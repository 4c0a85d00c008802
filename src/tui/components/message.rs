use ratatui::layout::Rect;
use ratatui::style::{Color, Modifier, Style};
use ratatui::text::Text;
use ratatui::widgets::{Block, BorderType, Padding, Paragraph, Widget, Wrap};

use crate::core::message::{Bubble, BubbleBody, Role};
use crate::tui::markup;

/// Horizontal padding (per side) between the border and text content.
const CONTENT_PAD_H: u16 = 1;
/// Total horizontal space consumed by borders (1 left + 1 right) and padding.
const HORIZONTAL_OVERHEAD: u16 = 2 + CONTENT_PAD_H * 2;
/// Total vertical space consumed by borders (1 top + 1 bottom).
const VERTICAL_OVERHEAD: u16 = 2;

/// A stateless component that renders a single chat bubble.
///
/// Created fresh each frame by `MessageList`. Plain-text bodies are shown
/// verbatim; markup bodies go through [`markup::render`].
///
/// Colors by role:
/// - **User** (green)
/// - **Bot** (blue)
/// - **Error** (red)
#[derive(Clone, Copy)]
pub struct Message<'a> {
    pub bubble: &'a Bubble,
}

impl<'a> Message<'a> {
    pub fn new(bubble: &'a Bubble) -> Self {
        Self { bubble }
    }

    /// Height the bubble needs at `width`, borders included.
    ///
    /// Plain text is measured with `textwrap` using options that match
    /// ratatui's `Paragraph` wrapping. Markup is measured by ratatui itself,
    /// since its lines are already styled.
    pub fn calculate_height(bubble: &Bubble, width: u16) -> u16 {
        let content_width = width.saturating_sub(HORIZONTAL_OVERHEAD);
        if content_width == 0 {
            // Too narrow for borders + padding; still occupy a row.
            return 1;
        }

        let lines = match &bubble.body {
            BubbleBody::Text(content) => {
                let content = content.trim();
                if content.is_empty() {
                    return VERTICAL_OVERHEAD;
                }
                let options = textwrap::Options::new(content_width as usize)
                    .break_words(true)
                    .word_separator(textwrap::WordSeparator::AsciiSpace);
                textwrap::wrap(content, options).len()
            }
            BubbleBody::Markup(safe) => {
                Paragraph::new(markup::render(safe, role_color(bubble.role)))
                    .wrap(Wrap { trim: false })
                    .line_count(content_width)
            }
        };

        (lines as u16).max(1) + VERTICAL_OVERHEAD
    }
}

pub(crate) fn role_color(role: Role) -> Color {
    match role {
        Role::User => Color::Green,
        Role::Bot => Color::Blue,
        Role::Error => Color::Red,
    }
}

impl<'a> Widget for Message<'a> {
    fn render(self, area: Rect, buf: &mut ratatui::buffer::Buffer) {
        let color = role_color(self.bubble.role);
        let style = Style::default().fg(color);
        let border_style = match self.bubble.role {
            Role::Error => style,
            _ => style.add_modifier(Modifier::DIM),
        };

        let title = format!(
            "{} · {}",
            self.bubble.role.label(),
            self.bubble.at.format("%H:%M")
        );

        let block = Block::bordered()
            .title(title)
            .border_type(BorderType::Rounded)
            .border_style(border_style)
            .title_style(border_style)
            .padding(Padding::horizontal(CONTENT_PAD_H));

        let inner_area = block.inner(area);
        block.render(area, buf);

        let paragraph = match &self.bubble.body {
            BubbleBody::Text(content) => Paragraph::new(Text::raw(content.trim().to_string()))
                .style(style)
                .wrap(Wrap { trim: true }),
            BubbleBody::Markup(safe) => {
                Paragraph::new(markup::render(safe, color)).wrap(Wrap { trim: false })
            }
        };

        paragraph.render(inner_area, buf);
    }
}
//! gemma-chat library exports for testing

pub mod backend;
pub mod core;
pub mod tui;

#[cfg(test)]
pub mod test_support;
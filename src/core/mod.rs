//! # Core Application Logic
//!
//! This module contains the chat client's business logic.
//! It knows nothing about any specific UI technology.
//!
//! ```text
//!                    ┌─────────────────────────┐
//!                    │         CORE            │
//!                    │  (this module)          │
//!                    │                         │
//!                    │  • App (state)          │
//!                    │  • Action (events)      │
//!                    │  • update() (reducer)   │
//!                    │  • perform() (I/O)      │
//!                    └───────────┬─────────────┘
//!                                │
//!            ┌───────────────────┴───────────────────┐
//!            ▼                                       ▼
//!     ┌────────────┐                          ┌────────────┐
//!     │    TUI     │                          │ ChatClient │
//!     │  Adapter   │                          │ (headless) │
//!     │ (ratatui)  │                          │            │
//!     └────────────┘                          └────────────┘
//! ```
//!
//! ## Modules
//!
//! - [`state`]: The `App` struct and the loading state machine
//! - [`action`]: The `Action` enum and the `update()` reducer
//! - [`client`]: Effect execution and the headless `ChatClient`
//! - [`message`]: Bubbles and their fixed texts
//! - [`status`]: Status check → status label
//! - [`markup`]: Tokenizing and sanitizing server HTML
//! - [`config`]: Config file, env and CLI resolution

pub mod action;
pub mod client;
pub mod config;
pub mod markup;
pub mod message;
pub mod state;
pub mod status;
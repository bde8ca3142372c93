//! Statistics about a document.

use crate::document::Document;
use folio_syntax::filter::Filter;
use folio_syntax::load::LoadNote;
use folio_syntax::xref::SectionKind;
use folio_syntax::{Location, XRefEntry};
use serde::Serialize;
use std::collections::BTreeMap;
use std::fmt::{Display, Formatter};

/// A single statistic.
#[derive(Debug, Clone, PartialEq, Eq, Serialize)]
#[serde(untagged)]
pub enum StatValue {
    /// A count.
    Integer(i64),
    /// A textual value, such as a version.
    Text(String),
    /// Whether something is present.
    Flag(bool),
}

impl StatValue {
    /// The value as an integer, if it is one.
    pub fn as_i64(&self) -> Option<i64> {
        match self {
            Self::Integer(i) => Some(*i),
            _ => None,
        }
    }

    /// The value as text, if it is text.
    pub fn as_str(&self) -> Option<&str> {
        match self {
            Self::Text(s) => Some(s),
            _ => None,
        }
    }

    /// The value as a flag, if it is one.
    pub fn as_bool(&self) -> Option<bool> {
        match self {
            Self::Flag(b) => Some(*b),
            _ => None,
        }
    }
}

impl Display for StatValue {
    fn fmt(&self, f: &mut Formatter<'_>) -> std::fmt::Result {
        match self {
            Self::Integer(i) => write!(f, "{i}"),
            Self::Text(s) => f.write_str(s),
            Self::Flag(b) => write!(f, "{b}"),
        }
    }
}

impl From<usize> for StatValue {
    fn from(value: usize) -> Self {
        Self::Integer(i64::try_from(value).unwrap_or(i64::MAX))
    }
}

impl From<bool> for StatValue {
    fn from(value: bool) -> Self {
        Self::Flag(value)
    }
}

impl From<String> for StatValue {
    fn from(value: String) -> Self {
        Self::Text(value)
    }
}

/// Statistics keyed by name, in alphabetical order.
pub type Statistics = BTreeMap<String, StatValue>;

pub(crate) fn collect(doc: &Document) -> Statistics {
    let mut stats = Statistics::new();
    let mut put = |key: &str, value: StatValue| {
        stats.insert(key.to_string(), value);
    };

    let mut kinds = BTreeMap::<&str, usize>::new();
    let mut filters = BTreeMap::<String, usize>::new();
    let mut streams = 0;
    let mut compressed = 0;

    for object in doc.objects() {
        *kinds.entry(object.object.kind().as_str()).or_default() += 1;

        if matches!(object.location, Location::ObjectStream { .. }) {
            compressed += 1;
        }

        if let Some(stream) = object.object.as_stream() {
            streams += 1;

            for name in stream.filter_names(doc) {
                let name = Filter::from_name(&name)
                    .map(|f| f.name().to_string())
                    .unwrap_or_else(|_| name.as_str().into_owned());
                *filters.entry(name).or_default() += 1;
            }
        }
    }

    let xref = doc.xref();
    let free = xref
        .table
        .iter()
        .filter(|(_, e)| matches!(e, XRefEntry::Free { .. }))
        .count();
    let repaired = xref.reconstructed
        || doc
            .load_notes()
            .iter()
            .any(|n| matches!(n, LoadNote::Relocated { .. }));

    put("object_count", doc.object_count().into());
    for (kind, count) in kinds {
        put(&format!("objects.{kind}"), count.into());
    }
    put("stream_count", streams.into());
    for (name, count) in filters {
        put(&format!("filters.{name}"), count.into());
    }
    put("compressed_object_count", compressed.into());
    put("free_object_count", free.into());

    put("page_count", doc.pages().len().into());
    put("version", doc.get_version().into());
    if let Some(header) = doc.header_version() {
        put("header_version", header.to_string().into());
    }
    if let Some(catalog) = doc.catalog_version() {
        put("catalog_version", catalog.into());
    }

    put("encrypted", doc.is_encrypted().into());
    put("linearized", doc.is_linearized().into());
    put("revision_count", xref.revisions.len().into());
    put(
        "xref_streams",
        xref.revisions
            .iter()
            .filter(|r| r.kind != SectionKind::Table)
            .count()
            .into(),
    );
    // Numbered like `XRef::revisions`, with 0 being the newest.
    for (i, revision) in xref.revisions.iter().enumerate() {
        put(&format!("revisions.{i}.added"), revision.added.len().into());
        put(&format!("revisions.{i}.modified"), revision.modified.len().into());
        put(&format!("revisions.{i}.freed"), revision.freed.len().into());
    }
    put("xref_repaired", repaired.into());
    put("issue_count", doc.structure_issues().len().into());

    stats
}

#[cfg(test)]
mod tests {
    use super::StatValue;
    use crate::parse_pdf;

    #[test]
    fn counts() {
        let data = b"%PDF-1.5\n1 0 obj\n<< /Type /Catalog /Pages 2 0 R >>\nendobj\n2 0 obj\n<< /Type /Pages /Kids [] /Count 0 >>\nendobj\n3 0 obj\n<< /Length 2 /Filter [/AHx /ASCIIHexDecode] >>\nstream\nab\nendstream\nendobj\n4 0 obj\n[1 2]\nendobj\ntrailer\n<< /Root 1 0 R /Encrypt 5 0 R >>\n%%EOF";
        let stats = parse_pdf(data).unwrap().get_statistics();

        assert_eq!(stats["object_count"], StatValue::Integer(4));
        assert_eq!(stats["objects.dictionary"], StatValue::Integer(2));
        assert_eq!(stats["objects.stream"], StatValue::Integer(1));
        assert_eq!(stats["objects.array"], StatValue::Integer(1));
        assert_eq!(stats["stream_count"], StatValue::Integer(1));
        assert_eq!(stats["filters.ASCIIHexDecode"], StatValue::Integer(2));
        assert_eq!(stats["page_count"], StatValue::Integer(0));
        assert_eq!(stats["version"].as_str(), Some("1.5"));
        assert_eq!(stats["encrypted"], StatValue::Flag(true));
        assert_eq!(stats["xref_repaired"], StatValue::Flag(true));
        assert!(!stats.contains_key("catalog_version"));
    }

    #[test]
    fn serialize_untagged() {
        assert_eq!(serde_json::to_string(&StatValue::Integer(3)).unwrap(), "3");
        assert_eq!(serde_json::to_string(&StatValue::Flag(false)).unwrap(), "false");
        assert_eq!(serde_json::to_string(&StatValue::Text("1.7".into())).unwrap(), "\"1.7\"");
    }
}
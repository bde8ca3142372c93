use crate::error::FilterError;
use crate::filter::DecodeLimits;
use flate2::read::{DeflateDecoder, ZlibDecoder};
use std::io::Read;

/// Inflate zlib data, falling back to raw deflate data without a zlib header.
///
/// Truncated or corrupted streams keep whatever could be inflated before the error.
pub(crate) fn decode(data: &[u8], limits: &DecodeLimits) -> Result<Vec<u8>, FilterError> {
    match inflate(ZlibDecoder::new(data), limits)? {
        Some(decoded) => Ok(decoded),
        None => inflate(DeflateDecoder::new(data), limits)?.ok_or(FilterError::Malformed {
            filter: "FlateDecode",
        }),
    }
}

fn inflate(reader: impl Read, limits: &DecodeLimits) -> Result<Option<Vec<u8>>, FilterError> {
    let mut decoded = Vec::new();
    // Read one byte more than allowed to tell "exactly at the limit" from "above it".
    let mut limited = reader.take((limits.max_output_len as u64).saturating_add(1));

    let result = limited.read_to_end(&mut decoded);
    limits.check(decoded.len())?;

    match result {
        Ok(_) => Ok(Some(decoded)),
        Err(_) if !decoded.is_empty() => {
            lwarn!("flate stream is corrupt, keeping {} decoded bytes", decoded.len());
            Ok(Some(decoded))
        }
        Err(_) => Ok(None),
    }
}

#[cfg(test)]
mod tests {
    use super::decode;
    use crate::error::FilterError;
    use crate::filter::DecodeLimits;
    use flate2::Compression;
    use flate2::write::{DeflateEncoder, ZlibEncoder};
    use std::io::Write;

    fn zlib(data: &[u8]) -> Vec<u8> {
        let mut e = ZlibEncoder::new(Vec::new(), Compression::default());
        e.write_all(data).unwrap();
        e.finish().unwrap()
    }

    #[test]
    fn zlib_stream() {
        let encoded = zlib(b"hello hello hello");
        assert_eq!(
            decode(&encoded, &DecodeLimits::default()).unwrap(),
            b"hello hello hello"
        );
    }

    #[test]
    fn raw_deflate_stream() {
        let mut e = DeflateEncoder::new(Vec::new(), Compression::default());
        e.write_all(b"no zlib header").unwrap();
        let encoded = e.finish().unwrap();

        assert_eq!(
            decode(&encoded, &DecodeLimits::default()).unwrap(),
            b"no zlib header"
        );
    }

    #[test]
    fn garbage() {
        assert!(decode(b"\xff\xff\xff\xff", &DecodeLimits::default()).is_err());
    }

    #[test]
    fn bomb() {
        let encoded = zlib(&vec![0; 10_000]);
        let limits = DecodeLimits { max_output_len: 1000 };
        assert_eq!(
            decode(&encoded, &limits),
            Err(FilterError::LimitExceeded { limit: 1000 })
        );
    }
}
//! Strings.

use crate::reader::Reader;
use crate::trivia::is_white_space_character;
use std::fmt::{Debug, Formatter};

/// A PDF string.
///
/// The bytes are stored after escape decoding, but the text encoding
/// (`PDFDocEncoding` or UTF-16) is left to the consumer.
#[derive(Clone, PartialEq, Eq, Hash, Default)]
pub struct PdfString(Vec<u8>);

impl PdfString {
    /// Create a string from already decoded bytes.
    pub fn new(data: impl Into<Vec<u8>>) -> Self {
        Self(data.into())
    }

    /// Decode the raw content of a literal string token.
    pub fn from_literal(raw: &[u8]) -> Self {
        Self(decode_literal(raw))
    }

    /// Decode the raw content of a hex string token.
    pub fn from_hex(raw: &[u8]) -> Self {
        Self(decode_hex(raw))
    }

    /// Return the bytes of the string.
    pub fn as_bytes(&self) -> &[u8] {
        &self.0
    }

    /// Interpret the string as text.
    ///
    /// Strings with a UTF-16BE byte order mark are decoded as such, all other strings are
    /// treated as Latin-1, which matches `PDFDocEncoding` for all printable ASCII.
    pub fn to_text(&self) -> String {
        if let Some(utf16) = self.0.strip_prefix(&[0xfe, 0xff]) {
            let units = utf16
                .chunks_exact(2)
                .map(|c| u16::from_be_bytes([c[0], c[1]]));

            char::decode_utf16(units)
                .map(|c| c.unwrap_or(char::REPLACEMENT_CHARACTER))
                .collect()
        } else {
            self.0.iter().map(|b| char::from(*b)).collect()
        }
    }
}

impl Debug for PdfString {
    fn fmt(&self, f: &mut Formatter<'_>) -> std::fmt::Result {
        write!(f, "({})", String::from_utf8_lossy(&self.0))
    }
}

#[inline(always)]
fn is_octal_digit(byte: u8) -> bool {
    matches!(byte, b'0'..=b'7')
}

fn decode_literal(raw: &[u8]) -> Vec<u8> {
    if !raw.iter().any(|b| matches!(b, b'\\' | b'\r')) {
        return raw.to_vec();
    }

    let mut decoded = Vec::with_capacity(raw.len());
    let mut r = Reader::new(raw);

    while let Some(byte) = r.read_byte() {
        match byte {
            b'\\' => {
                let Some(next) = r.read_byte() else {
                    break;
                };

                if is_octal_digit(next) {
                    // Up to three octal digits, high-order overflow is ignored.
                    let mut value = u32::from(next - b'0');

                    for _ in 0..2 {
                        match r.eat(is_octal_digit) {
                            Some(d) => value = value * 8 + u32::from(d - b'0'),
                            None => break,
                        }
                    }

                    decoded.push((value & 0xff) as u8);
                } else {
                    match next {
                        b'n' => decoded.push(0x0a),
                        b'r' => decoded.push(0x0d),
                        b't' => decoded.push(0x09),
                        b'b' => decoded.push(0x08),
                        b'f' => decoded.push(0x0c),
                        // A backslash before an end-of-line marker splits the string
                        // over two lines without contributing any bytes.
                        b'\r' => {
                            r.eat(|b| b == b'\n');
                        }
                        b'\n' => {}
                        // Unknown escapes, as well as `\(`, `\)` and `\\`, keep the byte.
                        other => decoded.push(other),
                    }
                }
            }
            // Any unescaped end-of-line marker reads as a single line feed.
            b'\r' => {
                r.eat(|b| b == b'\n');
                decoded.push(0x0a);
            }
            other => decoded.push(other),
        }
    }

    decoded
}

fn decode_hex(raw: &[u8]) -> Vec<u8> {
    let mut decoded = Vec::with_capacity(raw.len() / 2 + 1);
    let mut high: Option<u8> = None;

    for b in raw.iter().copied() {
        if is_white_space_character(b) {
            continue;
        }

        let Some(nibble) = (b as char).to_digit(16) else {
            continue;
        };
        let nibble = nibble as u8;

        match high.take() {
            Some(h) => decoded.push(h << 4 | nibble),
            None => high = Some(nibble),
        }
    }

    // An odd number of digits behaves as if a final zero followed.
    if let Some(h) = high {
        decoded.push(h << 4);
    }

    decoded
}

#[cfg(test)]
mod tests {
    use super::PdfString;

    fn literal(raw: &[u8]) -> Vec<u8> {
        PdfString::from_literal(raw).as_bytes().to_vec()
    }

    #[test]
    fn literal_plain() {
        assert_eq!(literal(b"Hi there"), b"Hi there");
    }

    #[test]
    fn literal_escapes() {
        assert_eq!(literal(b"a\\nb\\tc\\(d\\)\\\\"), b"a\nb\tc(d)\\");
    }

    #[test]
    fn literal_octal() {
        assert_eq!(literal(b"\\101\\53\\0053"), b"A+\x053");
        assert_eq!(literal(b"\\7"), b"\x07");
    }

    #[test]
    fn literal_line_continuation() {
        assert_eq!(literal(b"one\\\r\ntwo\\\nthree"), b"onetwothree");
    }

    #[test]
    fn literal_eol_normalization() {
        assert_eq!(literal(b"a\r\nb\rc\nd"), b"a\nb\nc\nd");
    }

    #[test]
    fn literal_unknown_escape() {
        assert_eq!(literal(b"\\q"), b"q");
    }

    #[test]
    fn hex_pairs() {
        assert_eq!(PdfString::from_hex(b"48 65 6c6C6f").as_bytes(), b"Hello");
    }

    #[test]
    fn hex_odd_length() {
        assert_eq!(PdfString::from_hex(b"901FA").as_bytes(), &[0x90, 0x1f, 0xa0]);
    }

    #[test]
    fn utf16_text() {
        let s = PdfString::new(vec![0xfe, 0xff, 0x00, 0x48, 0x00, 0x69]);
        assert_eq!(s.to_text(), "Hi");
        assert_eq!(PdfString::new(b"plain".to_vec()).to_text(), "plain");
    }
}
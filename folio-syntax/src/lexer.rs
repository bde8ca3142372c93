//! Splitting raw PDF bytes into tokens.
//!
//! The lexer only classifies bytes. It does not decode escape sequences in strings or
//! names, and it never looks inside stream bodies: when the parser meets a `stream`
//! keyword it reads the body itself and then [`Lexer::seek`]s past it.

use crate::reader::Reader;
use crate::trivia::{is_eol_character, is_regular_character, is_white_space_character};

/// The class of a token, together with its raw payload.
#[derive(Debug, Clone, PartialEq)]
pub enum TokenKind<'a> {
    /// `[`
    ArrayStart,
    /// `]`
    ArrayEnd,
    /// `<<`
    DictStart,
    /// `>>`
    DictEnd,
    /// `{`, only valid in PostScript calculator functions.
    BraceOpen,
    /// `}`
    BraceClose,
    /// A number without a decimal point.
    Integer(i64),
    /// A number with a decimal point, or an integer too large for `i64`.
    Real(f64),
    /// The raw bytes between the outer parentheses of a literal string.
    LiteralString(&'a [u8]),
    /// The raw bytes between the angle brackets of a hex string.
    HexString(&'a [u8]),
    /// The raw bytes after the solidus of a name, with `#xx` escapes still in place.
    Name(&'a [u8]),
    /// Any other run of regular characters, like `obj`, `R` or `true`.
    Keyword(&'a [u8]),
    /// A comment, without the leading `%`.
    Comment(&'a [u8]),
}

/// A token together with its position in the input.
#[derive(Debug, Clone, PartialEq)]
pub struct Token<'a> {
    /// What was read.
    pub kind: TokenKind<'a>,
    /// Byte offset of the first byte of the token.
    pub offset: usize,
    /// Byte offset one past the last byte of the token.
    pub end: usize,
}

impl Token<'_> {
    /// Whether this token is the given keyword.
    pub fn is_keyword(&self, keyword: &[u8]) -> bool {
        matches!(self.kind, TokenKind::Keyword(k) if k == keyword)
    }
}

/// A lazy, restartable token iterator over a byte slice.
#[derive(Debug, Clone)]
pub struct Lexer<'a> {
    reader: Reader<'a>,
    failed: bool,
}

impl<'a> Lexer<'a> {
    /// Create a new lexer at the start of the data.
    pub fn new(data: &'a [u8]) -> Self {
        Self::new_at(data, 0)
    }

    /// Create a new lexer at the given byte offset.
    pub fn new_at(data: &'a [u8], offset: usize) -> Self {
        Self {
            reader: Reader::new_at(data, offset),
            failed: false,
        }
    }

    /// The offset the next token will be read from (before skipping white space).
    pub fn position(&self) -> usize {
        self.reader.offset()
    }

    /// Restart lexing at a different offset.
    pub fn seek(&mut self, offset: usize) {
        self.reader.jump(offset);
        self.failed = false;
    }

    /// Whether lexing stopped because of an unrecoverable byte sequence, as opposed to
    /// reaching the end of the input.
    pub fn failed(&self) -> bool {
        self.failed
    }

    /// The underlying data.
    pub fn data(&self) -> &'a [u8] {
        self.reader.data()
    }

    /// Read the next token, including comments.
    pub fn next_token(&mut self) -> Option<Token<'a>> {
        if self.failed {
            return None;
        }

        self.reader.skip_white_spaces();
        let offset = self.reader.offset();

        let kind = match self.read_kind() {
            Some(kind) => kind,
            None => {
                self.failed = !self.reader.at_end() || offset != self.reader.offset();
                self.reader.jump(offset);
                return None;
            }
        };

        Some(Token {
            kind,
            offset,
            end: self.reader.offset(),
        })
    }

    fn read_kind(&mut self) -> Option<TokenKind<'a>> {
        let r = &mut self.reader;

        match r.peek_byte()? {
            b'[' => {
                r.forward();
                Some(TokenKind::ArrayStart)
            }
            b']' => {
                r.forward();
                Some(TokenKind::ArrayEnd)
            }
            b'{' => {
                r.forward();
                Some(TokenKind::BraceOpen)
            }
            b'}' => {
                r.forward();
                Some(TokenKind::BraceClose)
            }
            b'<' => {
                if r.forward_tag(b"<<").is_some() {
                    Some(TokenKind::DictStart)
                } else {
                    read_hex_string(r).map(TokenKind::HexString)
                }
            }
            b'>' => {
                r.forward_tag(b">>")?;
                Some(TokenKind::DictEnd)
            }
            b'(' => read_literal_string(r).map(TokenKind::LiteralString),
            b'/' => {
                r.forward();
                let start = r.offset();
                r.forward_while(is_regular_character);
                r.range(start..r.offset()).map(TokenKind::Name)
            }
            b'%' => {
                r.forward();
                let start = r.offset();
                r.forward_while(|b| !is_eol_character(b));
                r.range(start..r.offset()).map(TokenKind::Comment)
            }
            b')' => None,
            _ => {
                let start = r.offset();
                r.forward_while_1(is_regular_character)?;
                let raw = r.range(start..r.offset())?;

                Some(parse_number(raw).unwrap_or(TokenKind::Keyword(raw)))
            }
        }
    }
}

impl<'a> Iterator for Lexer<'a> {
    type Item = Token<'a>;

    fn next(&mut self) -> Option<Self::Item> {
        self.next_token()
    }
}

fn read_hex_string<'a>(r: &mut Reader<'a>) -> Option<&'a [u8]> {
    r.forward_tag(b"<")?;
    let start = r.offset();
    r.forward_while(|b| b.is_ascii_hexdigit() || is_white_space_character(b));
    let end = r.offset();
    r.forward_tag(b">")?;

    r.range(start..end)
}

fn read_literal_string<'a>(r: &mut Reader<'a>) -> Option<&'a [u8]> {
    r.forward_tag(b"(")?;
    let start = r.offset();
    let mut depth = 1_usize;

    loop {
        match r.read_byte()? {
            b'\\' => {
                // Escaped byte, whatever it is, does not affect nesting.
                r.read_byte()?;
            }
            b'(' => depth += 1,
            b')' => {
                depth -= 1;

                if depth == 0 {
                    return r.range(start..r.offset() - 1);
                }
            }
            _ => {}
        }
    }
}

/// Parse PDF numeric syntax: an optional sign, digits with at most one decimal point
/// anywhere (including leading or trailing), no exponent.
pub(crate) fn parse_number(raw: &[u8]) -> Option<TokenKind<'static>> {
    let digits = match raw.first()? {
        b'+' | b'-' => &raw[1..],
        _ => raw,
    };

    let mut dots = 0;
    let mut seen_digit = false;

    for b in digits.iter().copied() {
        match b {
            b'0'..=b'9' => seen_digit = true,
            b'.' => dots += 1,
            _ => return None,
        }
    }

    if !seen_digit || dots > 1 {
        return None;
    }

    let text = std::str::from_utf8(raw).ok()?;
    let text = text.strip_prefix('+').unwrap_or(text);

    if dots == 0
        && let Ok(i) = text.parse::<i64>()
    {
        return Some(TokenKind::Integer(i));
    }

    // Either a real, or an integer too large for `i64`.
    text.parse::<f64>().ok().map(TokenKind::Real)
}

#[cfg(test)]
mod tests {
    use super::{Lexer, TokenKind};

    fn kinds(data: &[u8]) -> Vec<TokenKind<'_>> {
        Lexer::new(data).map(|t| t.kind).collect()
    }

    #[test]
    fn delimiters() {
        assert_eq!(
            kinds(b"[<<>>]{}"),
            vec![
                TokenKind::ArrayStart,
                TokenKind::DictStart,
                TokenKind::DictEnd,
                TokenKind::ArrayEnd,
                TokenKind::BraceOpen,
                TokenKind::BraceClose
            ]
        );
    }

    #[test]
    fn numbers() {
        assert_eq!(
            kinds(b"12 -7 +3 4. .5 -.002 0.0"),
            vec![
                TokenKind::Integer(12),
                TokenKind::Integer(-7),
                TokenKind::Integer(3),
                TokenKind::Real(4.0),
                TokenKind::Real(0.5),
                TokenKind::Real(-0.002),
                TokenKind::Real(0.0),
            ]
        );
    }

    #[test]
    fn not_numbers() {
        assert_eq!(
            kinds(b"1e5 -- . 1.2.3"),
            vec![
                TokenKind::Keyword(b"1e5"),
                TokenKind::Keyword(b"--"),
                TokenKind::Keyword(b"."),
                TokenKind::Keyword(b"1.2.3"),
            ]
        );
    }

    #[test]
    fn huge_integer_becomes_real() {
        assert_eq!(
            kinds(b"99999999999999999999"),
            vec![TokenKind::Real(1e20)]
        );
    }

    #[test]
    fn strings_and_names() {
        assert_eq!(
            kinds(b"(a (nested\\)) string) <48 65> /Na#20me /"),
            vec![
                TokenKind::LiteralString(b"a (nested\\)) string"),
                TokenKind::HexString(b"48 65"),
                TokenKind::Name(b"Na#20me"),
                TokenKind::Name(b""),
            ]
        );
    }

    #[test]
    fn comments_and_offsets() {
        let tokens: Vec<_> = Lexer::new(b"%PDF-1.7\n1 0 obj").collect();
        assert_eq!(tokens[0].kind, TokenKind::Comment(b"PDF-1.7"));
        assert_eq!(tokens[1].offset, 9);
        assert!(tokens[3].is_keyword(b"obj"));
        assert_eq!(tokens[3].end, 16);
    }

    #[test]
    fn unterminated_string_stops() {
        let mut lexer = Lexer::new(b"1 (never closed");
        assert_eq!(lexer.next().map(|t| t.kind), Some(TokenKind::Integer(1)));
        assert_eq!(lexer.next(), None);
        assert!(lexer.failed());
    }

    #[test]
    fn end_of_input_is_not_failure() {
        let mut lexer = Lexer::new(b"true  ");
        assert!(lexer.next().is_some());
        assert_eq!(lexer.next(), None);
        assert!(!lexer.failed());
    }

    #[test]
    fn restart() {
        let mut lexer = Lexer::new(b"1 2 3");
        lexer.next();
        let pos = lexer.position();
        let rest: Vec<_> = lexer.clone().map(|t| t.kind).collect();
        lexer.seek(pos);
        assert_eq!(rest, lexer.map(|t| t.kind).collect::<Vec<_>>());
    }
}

_ _ _

__TASK PROMPT__.
Repeat only what lies between the first line of the data and the line containing "const VERTICAL_OVERHEAD: u16 = 2;", both of those lines included, exactly as it stands.

__TASK ANSWER__.
repository 4c0a85d00c008802
filename src/tui/components/message.rs
use ratatui::layout::Rect;
use ratatui::style::{Color, Modifier, Style};
use ratatui::text::Text;
use ratatui::widgets::{Block, BorderType, Padding, Paragraph, Widget, Wrap};

use crate::core::message::{Bubble, BubbleBody, Role};
use crate::tui::markup;

/// Horizontal padding (per side) between the border and text content.
const CONTENT_PAD_H: u16 = 1;
/// Total horizontal space consumed by borders (1 left + 1 right) and padding.
const HORIZONTAL_OVERHEAD: u16 = 2 + CONTENT_PAD_H * 2;
/// Total vertical space consumed by borders (1 top + 1 bottom).
const VERTICAL_OVERHEAD: u16 = 2;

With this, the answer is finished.